Stored data entries:
——————

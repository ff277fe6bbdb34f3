//! geohash CLI entry point

use clap::{Parser, Subcommand, ValueEnum};
use geohash_rs::{
    CsvGeohashConfig, DEFAULT_PRECISION, Direction, GeometryFormat, csv_to_geohash_csv,
    decode, decode_bounds, decode_exactly, encode, geohash_approximate_distance_checked,
    geohash_haversine_distance, get_adjacent, stats,
};
use serde::Serialize;
use std::path::PathBuf;

#[derive(Parser)]
#[command(name = "geohash")]
#[command(about = "Encode, decode and inspect geohashes")]
#[command(version)]
struct Cli {
    /// Print results as JSON
    #[arg(long, global = true)]
    json: bool,

    #[command(subcommand)]
    command: Commands,
}

#[derive(Clone, Copy, ValueEnum)]
enum GeometryFormatArg {
    #[value(name = "wkt")]
    Wkt,
    #[value(name = "geojson")]
    GeoJson,
}

impl From<GeometryFormatArg> for GeometryFormat {
    fn from(arg: GeometryFormatArg) -> Self {
        match arg {
            GeometryFormatArg::Wkt => GeometryFormat::Wkt,
            GeometryFormatArg::GeoJson => GeometryFormat::GeoJson,
        }
    }
}

#[derive(Subcommand)]
enum Commands {
    /// Encode a latitude/longitude pair
    Encode {
        #[arg(allow_hyphen_values = true)]
        latitude: f64,
        #[arg(allow_hyphen_values = true)]
        longitude: f64,
        /// Number of characters (1-12)
        #[arg(short, long, default_value_t = DEFAULT_PRECISION)]
        precision: usize,
    },
    /// Decode a geohash to the centre of its cell
    Decode {
        geohash: String,
        /// Include the error margins
        #[arg(short, long)]
        exact: bool,
    },
    /// Print the bounding box of a geohash
    Bounds { geohash: String },
    /// Find the neighbouring cell in a direction (top, right, bottom, left)
    Adjacent { geohash: String, direction: Direction },
    /// Distance in meters between two geohashes
    Distance {
        first: String,
        second: String,
        /// Use the shared-prefix lookup instead of haversine
        #[arg(short, long)]
        approximate: bool,
    },
    /// Aggregate statistics over a set of geohashes
    Stats {
        #[arg(required = true)]
        geohashes: Vec<String>,
    },
    /// Add a geohash column to a CSV file
    Csv {
        input: PathBuf,
        output: PathBuf,
        /// Column holding WKT or GeoJSON geometry
        #[arg(long, conflicts_with_all = ["lon_column", "lat_column"])]
        geometry_column: Option<String>,
        #[arg(long, requires = "lat_column")]
        lon_column: Option<String>,
        #[arg(long, requires = "lon_column")]
        lat_column: Option<String>,
        #[arg(short, long, default_value_t = DEFAULT_PRECISION)]
        precision: usize,
        /// Columns to drop from the output
        #[arg(long, value_delimiter = ',')]
        exclude: Vec<String>,
        /// Also write each cell's polygon
        #[arg(long)]
        cell_geometry: Option<GeometryFormatArg>,
    },
}

#[derive(Serialize)]
struct Summary {
    mean: String,
    northern: String,
    southern: String,
    eastern: String,
    western: String,
    variance: f64,
    std: f64,
}

fn emit<T: Serialize>(json: bool, value: &T, plain: impl FnOnce() -> String) -> anyhow::Result<()> {
    if json {
        println!("{}", serde_json::to_string_pretty(value)?);
    } else {
        println!("{}", plain());
    }
    Ok(())
}

fn main() -> anyhow::Result<()> {
    env_logger::init();
    let cli = Cli::parse();

    match cli.command {
        Commands::Encode {
            latitude,
            longitude,
            precision,
        } => {
            let geohash = encode(latitude, longitude, precision)?;
            emit(cli.json, &geohash, || geohash.clone())?;
        }

        Commands::Decode { geohash, exact } => {
            if exact {
                let decoded = decode_exactly(&geohash)?;
                emit(cli.json, &decoded, || {
                    format!(
                        "{} {} ±{} ±{}",
                        decoded.latitude,
                        decoded.longitude,
                        decoded.latitude_error,
                        decoded.longitude_error
                    )
                })?;
            } else {
                let decoded = decode(&geohash)?;
                emit(cli.json, &decoded, || {
                    format!("{} {}", decoded.latitude, decoded.longitude)
                })?;
            }
        }

        Commands::Bounds { geohash } => {
            let bbox = decode_bounds(&geohash)?;
            emit(cli.json, &bbox, || {
                format!(
                    "{} {} {} {}",
                    bbox.min_lat, bbox.min_lon, bbox.max_lat, bbox.max_lon
                )
            })?;
        }

        Commands::Adjacent { geohash, direction } => {
            let neighbour = get_adjacent(&geohash, direction)?;
            emit(cli.json, &neighbour, || neighbour.clone())?;
        }

        Commands::Distance {
            first,
            second,
            approximate,
        } => {
            let meters = if approximate {
                geohash_approximate_distance_checked(&first, &second)?
            } else {
                geohash_haversine_distance(&first, &second)?
            };
            emit(cli.json, &meters, || meters.to_string())?;
        }

        Commands::Stats { geohashes } => {
            let summary = Summary {
                mean: stats::mean(&geohashes)?,
                northern: stats::northern(&geohashes)?,
                southern: stats::southern(&geohashes)?,
                eastern: stats::eastern(&geohashes)?,
                western: stats::western(&geohashes)?,
                variance: stats::variance(&geohashes)?,
                std: stats::std(&geohashes)?,
            };
            emit(cli.json, &summary, || {
                format!(
                    "mean:     {}\nnorthern: {}\nsouthern: {}\neastern:  {}\nwestern:  {}\nvariance: {}\nstd:      {}",
                    summary.mean,
                    summary.northern,
                    summary.southern,
                    summary.eastern,
                    summary.western,
                    summary.variance,
                    summary.std
                )
            })?;
        }

        Commands::Csv {
            input,
            output,
            geometry_column,
            lon_column,
            lat_column,
            precision,
            exclude,
            cell_geometry,
        } => {
            let mut config = match (geometry_column, lon_column, lat_column) {
                (Some(column), _, _) => CsvGeohashConfig::new(column, precision),
                (None, Some(lon), Some(lat)) => CsvGeohashConfig::from_coords(lon, lat, precision),
                _ => anyhow::bail!("either --geometry-column or --lon-column and --lat-column is required"),
            };
            config = config.exclude(exclude);
            if let Some(format) = cell_geometry {
                config = config.with_cell_geometry(format.into());
            }

            eprintln!("Converting CSV file: {:?} -> {:?}", input, output);
            let result = csv_to_geohash_csv(&input, &output, &config)?;
            eprintln!("Total records:   {}", result.records);
            eprintln!("Rows written:    {}", result.rows);
        }
    }

    Ok(())
}
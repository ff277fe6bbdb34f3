pub mod batch;
pub mod bounding_box;
pub mod cell;
pub mod distance;
pub mod geohash_csv;
pub mod stats;

pub use batch::{decode_exactly_many, decode_many, encode_many};
pub use bounding_box::{
    BoundingBox, decode_bounds, do_boxes_intersect, geohashes_in_box, get_bounding_box,
    is_point_in_box, is_point_in_geohash,
};
pub use cell::{GeohashCell, cell_polygon};
pub use distance::{
    geohash_approximate_distance, geohash_approximate_distance_checked,
    geohash_haversine_distance, haversine_distance,
};
pub use geohash_csv::{
    ConversionStats, CoordinateSource, CsvGeohashConfig, CsvToGeohash, csv_to_geohash_csv,
};
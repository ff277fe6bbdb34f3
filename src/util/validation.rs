use crate::core::base32::char_to_index;
use crate::core::constants::{LATITUDE_RANGE, LONGITUDE_RANGE, MAX_PRECISION};

/// True when `value` is a 1-12 character geohash (either case).
pub fn is_valid_geohash(value: &str) -> bool {
    let len = value.chars().count();
    (1..=MAX_PRECISION).contains(&len) && value.chars().all(|c| char_to_index(c).is_some())
}

pub fn is_valid_latitude(value: f64) -> bool {
    (LATITUDE_RANGE[0]..=LATITUDE_RANGE[1]).contains(&value)
}

pub fn is_valid_longitude(value: f64) -> bool {
    (LONGITUDE_RANGE[0]..=LONGITUDE_RANGE[1]).contains(&value)
}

——————

Find the lines in the entries above where "Commands" occurs, and copy each of them.

    command: Commands,
enum Commands {
        Commands::Encode {
        Commands::Decode { geohash, exact } => {
        Commands::Bounds { geohash } => {
        Commands::Adjacent { geohash, direction } => {
        Commands::Distance {
        Commands::Stats { geohashes } => {
        Commands::Csv {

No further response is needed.